▶ **WORK INSTRUCTIONS**: The word "display": say how many lines of the data below contain it, and give the number alone.

▶ **SUPPLIED MATERIAL**:
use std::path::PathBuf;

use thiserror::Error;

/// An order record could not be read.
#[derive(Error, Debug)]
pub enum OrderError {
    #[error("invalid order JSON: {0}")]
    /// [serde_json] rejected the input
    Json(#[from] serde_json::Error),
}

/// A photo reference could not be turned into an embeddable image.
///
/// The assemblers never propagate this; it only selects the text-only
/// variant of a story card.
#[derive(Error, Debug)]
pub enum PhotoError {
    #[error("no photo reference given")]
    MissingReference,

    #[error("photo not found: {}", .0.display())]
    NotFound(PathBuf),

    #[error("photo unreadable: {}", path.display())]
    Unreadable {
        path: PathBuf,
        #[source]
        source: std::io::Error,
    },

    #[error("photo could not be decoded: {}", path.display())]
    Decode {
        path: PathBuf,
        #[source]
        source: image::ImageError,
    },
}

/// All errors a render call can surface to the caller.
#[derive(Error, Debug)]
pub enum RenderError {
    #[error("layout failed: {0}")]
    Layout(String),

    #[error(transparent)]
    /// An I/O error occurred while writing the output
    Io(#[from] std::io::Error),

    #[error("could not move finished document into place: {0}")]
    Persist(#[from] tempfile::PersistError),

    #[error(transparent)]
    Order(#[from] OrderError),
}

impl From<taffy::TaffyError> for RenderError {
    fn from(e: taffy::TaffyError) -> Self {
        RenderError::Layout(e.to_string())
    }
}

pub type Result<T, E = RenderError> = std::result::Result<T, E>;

▶ **RESULT FOR THIS EXERCISE**: 3